Subgroup analysis of individual neuropathy and retinopathy revealed a similar risk factor profile of increasing age, diabetes duration, HbA1c, and creatinine level. Neuropathy was seen more in patients with coexisting retinopathy than in those without retinopathy. Clustering of microangiopathy was observed with the presence of one form being an additional risk factor for development of second microangiopathy. Logistic regression models confirmed the same findings of univariate analysis. The risk of neuropathy and retinopathy was seen with age, duration of diabetes, and HbA1c. Furthermore, neuropathy was seen to have an independent positive association with hypertriglyceridemia and negative association with waist circumference as shown in multivariate regression analysis in Table 3. Hypertriglyceridemia contributes to microvascular complications by altering the cell membrane properties.

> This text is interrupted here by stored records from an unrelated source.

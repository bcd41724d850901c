pub use bp_file::*;
pub use {
    bp_aggregator as aggregator, bp_comm as comm, bp_error as error, bp_file as file,
    bp_io as io,
};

Retinopathy was associated independently with creatinine (positive association) and BMI (negative association). This association between retinopathy and higher creatinine could be explained by the coexistence of microvascular complications and also independent contribution from the nephropathy. Our results show a stronger association between retinopathy and nephropathy than with neuropathy. Similar profile of microangiopathy was observed in earlier studies from India and other parts of the world.[7,18,19]

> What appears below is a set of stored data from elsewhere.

impl BpWriter {
    /// Create the dataset at `path`. Collective on `comm`.
    pub fn open(
        path: impl AsRef<Path>,
        comm: CommRef,
        options: BpWriteOptions,
        registry: Arc<OperatorRegistry>,
    ) -> BpResult<Self> {
        let BpWriteOptions { params, endianness } = options;
        params.validate()?;
        if !cfg!(feature = "endian-reverse") && !endianness.is_native() {
            bp_bail!(InvalidArgument: "writing {endianness} data needs the endian-reverse feature");
        }

        let placement = Placement::new(
            DatasetPaths::new(path.as_ref()),
            params.burst_buffer_path.as_deref(),
            params.burst_buffer_drain,
        );
        on_root(&comm, "create the dataset directory", || placement.create_dirs())?;

        let drainer = placement
            .needs_drainer()
            .then(|| FileDrainer::start(DrainerOptions::default()))
            .transpose()?;
        let data = DataWriter::open(&comm, &params, &placement)?;

        let writer_map = comm.gather_values(data.subfile() as u64, 0)?;
        let header = IndexHeader::new(comm.size() as u32, data.sub_streams() as u32)
            .with_endianness(endianness);
        let files = on_root(&comm, "create the dataset index", || {
            DatasetFiles::create(&placement, header, &writer_map, drainer.as_ref())
        })?;

        if comm.rank() == 0 {
            log::info!(
                "opened {} for writing: {} writers, {} subfiles, {:?}{}",
                placement.target().root().display(),
                comm.size(),
                data.sub_streams(),
                params.aggregation_type,
                if placement.is_staged() { ", burst buffer" } else { "" }
            );
        }

        Ok(Self {
            comm,
            params,
            endianness,
            registry,
            placement,
            data,
            files,
            drainer,
            variables: Vec::new(),
            attributes: BTreeMap::new(),
            attributes_dirty: false,
            sent_formats: MetaMetadataLog::default(),
            step: None,
            steps_written: 0,
            closed: false,
        })
    }

    fn check_open(&self) -> BpResult<()> {
        if self.closed {
            bp_bail!(InvalidArgument: "writer for {} is closed", self.paths().root().display());
        }
        Ok(())
    }

    pub fn paths(&self) -> &DatasetPaths {
        self.placement.target()
    }

    pub fn params(&self) -> &BpParams {
        &self.params
    }

    /// The subfile this rank's data lands in.
    pub fn subfile(&self) -> usize {
        self.data.subfile()
    }

    pub fn steps_written(&self) -> usize {
        self.steps_written
    }

    /// Declare a variable. Declaring an existing name again returns its handle when the type
    /// and shape agree.
    pub fn define_variable<T: NativeType>(
        &mut self,
        name: &str,
        shape: Shape,
    ) -> BpResult<Variable<T>> {
        self.check_open()?;
        if name.is_empty() {
            bp_bail!(InvalidArgument: "variable names must not be empty");
        }
        if let Some(id) = self.variables.iter().position(|v| v.name == name) {
            let existing = &self.variables[id];
            if existing.dtype != T::DTYPE || existing.shape != shape {
                bp_bail!(
                    InvalidArgument: "{name} is already defined as {} {:?}",
                    existing.dtype,
                    existing.shape
                );
            }
            return Ok(Variable::new(id));
        }
        self.variables.push(VarDef {
            name: name.to_string(),
            dtype: T::DTYPE,
            shape,
            operation: None,
        });
        Ok(Variable::new(self.variables.len() - 1))
    }

    /// Encode every later block of `var` with the operator `name`.
    pub fn set_operation<T: NativeType>(
        &mut self,
        var: Variable<T>,
        name: &str,
        params: OperatorParams,
    ) -> BpResult<()> {
        self.check_open()?;
        let operator = self.registry.get(name)?;
        operator.validate_params(&params)?;
        let def = self.variable_mut(var.id)?;
        log::debug!("{} encoded with {}", def.name, operator.name());
        def.operation = Some((operator, params));
        Ok(())
    }

    pub fn define_attribute(&mut self, name: &str, value: impl Into<AttributeValue>) -> BpResult<()> {
        self.check_open()?;
        if name.is_empty() {
            bp_bail!(InvalidArgument: "attribute names must not be empty");
        }
        self.attributes.insert(name.to_string(), value.into());
        self.attributes_dirty = true;
        Ok(())
    }

    fn variable_mut(&mut self, id: usize) -> BpResult<&mut VarDef> {
        let len = self.variables.len();
        self.variables
            .get_mut(id)
            .ok_or_else(|| bp_err!(OutOfBounds: id, 0, len))
    }

    /// Start a new step and return its index.
    pub fn begin_step(&mut self) -> BpResult<usize> {
        self.check_open()?;
        if self.step.is_some() {
            bp_bail!(InvalidArgument: "begin_step called twice without end_step");
        }
        self.step = Some(StepBuffer::default());
        Ok(self.steps_written)
    }

    /// Buffer one block of `var`. `block` is in global coordinates for global arrays, has only
    /// a count for local arrays and no dimensions for values.
    pub fn put<T: NativeType>(
        &mut self,
        var: Variable<T>,
        block: &BoxRegion,
        data: &[T],
    ) -> BpResult<()> {
        self.check_open()?;
        let endianness = self.endianness;
        let def = self
            .variables
            .get(var.id)
            .ok_or_else(|| bp_err!(OutOfBounds: var.id, 0, self.variables.len()))?;
        let step = self
            .step
            .as_mut()
            .ok_or_else(|| bp_err!(InvalidArgument: "put of {} outside a step", def.name))?;
        def.shape.check_block(&def.name, block)?;
        let elements = block.elements();
        if data.len() as u64 != elements {
            bp_bail!(
                InvalidArgument: "block {:?} of {} holds {elements} elements, got {}",
                block.count,
                def.name,
                data.len()
            );
        }
        if elements == 0 {
            log::debug!("skipping empty block of {}", def.name);
            return Ok(());
        }

        let mut raw = Vec::with_capacity(data.len() * T::DTYPE.byte_width());
        T::extend_bytes(data, &mut raw);
        if !endianness.is_native() {
            swap_elements(&mut raw, T::DTYPE.byte_width());
        }
        let (payload, operation) = match &def.operation {
            Some((operator, params)) => {
                let mut info = operator.set_metadata(elements, T::DTYPE, params)?;
                let payload = operator.set_data(&raw, &mut info)?;
                (payload, Some(info))
            }
            None => (raw, None),
        };

        let (shape, start) = match &def.shape {
            Shape::GlobalArray(shape) => (shape.clone(), block.start.clone()),
            _ => (Vec::new(), Vec::new()),
        };
        let var_index = step.var_index(var.id, block.ndims());
        step.blocks.push(BlockMeta {
            var_index,
            shape,
            start,
            count: block.count.clone(),
            payload_offset: step.logical_size,
            payload_size: payload.len() as u64,
            operation,
        });
        step.logical_size += payload.len() as u64;
        step.payload.extend_from_slice(&payload);
        Ok(())
    }

    /// Put a single value.
    pub fn put_value<T: NativeType>(&mut self, var: Variable<T>, value: T) -> BpResult<()> {
        self.put(var, &BoxRegion::default(), &[value])
    }

    /// Move the buffered payload into the subfiles. Collective; a step may be flushed any
    /// number of times before it ends.
    pub fn flush(&mut self) -> BpResult<()> {
        self.check_open()?;
        let step = self
            .step
            .as_mut()
            .ok_or_else(|| bp_err!(InvalidArgument: "flush outside a step"))?;
        let pos = self.data.write(&step.payload, self.drainer.as_ref())?;
        log::debug!(
            "flushed {} bytes of step {} at {pos} in subfile {}",
            step.payload.len(),
            self.steps_written,
            self.data.subfile()
        );
        step.flushes.push((pos, step.payload.len() as u64));
        step.payload.clear();
        Ok(())
    }

    /// Write the rest of the step and publish it. Collective.
    pub fn end_step(&mut self) -> BpResult<()> {
        self.check_open()?;
        let step = self
            .step
            .take()
            .ok_or_else(|| bp_err!(InvalidArgument: "end_step without begin_step"))?;
        let final_pos = self.data.write(&step.payload, self.drainer.as_ref())?;
        let contribution = self.contribution(step, final_pos)?;

        let gathered = self.comm.gather(&contribution.encode()?, 0)?;
        let drainer = self.drainer.as_ref();
        let files = &mut self.files;
        on_root(&self.comm, "append the step to the index", || {
            let files = files
                .as_mut()
                .ok_or_else(|| bp_err!("rank 0 has no index open"))?;
            let contributions = gathered
                .iter()
                .map(|bytes| StepContribution::decode(bytes))
                .collect::<BpResult<Vec<_>>>()?;
            let record = files.append_step(contributions, drainer)?;
            log::debug!(
                "step {}: {} metadata bytes at {}, {} flushes",
                self.steps_written,
                record.metadata_size,
                record.metadata_pos,
                record.flush_count
            );
            Ok(())
        })?;
        self.steps_written += 1;
        Ok(())
    }

    fn contribution(&mut self, step: StepBuffer, final_pos: u64) -> BpResult<StepContribution> {
        let attributes = if self.attributes_dirty {
            self.attributes_dirty = false;
            AttributeBlock {
                attributes: self
                    .attributes
                    .iter()
                    .map(|(name, value)| Attribute {
                        name: name.clone(),
                        value: value.clone(),
                    })
                    .collect(),
            }
            .encode()?
        } else {
            Vec::new()
        };

        let (metadata, meta_metadata) = if step.blocks.is_empty() {
            (Vec::new(), Vec::new())
        } else {
            let descriptor = FormatDescriptor {
                variables: step
                    .order
                    .iter()
                    .zip(&step.ndims)
                    .map(|(id, ndims)| {
                        let def = &self.variables[*id];
                        VarFormat {
                            name: def.name.clone(),
                            dtype: def.dtype,
                            shape_kind: def.shape.kind(),
                            ndims: *ndims,
                            operator: def.operation.as_ref().map(|(op, _)| op.name().to_string()),
                        }
                    })
                    .collect(),
            };
            let metadata = WriterMetadata {
                format_id: descriptor.id()?,
                data_size: step.logical_size,
                blocks: step.blocks,
            }
            .encode()?;
            let meta_metadata = self
                .sent_formats
                .append_new([descriptor.to_record()?], self.endianness)?;
            (metadata, meta_metadata)
        };

        Ok(StepContribution {
            flushes: step.flushes,
            final_pos,
            metadata,
            attributes,
            meta_metadata,
        })
    }

    /// End the open step, mark the dataset complete and wait for the burst-buffer drain.
    /// Collective. Calling it again is a no-op.
    pub fn close(&mut self) -> BpResult<()> {
        if self.closed {
            return Ok(());
        }
        if self.step.is_some() {
            self.end_step()?;
        }
        self.data.flush()?;
        let drainer = self.drainer.as_ref();
        let files = &mut self.files;
        on_root(&self.comm, "close the index", || match files.as_mut() {
            Some(files) => files.close(drainer),
            None => Ok(()),
        })?;
        self.data.close();
        self.files = None;
        self.closed = true;

        if let Some(mut drainer) = self.drainer.take() {
            let stats = drainer.join();
            log::debug!(
                "drained {} operations, {} bytes, {} errors",
                stats.operations,
                stats.bytes_copied,
                stats.errors
            );
        }
        if self.comm.rank() == 0 {
            log::info!(
                "closed {} after {} steps",
                self.paths().root().display(),
                self.steps_written
            );
        }
        Ok(())
    }
}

The strength of our study is that it represents a large representative sample attending diabetes clinics in our country and reports on the profile of microvascular and macrovascular complications. Further prospective observation of the study population could have resulted in meaningful conclusions pertaining to microangiopathy in diabetes. Being cross sectional in nature, our study has the limitations to draw inference from the associations between the risk factors and complications in diabetes. We defined nephropathy based on a single spot sample and creatinine clearance as explained before. However, these investigations are required to be repeated and are subjected to lot of analytical variation precluding the final conclusions. Also, data related to nephropathy were not available for the entire study population, limiting the final analysis. Other limitation was the use of direct ophthalmoscopy instead of retinal photography in the assessment of diabetic retinopathy. The use of fundal photography could have led to better detection of early retinopathy, resulting in elevated prevalence of retinopathy. We did not use retinal photography for the lack of availability and the cost associated with the investigation at a different center. Our study has certain important clinical implications for practitioners of diabetes. They are: Hypertriglyceridemia is associated more with retinopathy, low body weight increases the risk of retinopathy, and a closer association is found between retinopathy and nephropathy than with neuropathy. Further prospective large‑scale studies may shed light on this conundrum of clinical complications in diabetes patients.

To conclude, our data from hospital‑based diabetes patients showed that neuropathy is the most common microangiopathy. The prevalence and risk of microangiopathy increase with age, diabetes duration, and HbA1c. Diabetic retinopathy has a stronger association with nephropathy than with neuropathy.